Start of Extracted data

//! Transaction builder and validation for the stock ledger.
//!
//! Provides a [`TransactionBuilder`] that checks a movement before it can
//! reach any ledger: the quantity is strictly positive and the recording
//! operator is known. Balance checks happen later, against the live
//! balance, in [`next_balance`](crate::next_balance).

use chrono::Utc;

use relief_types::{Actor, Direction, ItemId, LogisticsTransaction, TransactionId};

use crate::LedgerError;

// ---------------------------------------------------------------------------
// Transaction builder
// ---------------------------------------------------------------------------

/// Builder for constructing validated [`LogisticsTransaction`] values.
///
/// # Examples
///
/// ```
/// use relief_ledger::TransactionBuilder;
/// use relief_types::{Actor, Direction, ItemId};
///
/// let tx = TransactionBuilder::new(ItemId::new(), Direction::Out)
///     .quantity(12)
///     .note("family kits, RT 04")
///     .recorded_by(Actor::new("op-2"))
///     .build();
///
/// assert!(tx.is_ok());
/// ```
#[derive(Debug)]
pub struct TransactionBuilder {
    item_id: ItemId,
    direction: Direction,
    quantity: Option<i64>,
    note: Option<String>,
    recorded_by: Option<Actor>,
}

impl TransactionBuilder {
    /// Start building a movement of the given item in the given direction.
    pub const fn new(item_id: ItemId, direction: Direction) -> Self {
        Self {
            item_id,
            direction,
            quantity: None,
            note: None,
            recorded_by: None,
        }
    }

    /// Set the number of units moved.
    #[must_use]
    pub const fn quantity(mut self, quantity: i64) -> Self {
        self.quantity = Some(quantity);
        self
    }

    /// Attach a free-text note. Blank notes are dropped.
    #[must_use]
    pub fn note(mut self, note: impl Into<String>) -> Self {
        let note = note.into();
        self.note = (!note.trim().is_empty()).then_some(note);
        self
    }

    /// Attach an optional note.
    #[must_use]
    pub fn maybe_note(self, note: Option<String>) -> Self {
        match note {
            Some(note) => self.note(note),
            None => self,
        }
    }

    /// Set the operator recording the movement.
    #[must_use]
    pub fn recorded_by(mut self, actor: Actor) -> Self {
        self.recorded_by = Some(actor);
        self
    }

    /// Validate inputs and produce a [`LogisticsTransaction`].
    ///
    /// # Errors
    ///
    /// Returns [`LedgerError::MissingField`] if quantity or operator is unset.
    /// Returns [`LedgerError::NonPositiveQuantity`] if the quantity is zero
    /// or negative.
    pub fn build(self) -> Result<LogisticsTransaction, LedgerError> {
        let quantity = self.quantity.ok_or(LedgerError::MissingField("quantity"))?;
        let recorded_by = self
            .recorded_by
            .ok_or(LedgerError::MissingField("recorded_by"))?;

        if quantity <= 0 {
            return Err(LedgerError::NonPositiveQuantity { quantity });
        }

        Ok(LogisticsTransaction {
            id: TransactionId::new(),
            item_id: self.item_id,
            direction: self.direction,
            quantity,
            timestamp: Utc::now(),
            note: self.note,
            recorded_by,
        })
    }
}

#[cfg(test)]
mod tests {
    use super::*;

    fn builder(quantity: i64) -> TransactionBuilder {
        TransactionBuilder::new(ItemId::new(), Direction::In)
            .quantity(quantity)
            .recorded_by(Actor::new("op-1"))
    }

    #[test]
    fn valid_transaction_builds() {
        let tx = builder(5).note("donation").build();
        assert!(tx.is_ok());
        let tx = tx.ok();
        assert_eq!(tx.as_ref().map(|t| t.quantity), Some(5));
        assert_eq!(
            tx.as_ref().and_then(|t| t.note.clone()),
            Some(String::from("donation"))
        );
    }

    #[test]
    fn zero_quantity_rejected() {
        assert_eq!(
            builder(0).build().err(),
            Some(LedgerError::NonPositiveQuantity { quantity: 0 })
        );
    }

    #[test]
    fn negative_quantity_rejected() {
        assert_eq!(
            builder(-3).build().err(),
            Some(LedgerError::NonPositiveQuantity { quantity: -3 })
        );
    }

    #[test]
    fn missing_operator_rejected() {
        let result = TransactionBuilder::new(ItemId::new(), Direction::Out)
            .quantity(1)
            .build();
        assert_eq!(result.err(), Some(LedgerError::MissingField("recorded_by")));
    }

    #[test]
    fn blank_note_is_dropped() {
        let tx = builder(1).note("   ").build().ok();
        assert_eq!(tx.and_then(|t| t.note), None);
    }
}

End of Extracted data
Start of Extracted data

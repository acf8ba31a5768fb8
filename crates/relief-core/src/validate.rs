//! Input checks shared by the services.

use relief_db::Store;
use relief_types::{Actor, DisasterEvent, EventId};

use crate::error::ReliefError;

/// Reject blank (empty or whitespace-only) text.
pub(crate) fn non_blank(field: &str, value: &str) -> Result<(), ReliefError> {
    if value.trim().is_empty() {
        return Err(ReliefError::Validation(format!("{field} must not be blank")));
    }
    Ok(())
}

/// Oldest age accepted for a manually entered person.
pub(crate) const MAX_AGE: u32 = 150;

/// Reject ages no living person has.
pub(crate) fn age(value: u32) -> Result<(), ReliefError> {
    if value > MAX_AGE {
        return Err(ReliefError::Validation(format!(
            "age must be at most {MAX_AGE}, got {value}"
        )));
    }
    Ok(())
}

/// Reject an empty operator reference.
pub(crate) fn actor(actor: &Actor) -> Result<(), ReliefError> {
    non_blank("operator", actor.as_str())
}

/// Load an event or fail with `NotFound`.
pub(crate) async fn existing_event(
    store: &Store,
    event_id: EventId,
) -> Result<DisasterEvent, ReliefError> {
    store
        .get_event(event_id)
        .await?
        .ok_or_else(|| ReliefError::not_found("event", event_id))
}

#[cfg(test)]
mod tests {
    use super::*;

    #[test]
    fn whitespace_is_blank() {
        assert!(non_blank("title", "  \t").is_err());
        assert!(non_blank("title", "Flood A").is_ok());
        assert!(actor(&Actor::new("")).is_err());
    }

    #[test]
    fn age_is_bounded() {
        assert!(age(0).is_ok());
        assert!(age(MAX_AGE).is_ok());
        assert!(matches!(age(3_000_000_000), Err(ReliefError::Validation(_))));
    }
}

End of Extracted data
Start of Extracted data

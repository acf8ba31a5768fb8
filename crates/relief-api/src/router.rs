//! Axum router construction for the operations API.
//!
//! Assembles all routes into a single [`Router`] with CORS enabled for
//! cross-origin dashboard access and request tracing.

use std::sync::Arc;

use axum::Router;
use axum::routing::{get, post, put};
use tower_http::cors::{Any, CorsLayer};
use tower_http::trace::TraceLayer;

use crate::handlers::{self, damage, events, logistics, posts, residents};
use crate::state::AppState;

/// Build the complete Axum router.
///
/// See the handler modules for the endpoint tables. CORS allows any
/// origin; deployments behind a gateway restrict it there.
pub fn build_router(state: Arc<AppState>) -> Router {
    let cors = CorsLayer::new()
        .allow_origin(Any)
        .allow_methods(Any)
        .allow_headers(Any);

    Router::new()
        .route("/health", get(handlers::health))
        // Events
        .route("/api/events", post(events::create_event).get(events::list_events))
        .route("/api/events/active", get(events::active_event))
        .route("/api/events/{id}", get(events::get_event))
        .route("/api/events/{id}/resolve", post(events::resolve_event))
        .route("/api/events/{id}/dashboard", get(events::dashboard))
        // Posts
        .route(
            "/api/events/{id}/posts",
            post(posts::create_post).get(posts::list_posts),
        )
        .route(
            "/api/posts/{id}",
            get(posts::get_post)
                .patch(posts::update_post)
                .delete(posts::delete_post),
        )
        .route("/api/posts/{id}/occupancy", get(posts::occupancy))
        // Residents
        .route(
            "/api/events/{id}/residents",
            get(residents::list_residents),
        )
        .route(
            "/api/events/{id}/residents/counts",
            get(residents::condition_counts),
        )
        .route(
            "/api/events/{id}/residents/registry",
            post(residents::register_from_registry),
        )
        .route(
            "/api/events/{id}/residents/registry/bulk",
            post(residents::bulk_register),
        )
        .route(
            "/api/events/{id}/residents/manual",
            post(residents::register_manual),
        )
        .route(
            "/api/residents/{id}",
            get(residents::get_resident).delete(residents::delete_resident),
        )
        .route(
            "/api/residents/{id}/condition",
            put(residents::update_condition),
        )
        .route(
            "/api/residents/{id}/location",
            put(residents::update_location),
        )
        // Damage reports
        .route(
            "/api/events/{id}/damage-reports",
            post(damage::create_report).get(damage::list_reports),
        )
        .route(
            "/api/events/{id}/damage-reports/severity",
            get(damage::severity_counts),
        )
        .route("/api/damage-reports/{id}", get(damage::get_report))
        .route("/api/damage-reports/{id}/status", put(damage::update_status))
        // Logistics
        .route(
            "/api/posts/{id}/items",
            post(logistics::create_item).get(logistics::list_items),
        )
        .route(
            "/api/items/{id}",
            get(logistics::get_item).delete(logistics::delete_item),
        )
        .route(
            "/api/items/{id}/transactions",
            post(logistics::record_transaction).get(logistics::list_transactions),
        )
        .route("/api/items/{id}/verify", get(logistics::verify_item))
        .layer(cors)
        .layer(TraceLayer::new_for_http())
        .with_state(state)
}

End of Extracted data

**Goal of the exercise**
Collect each line of the entries that has the word "checks", copying it in full.

**Answer to the exercise**
//! Provides a [`TransactionBuilder`] that checks a movement before it can
//! operator is known. Balance checks happen later, against the live
//! Input checks shared by the services.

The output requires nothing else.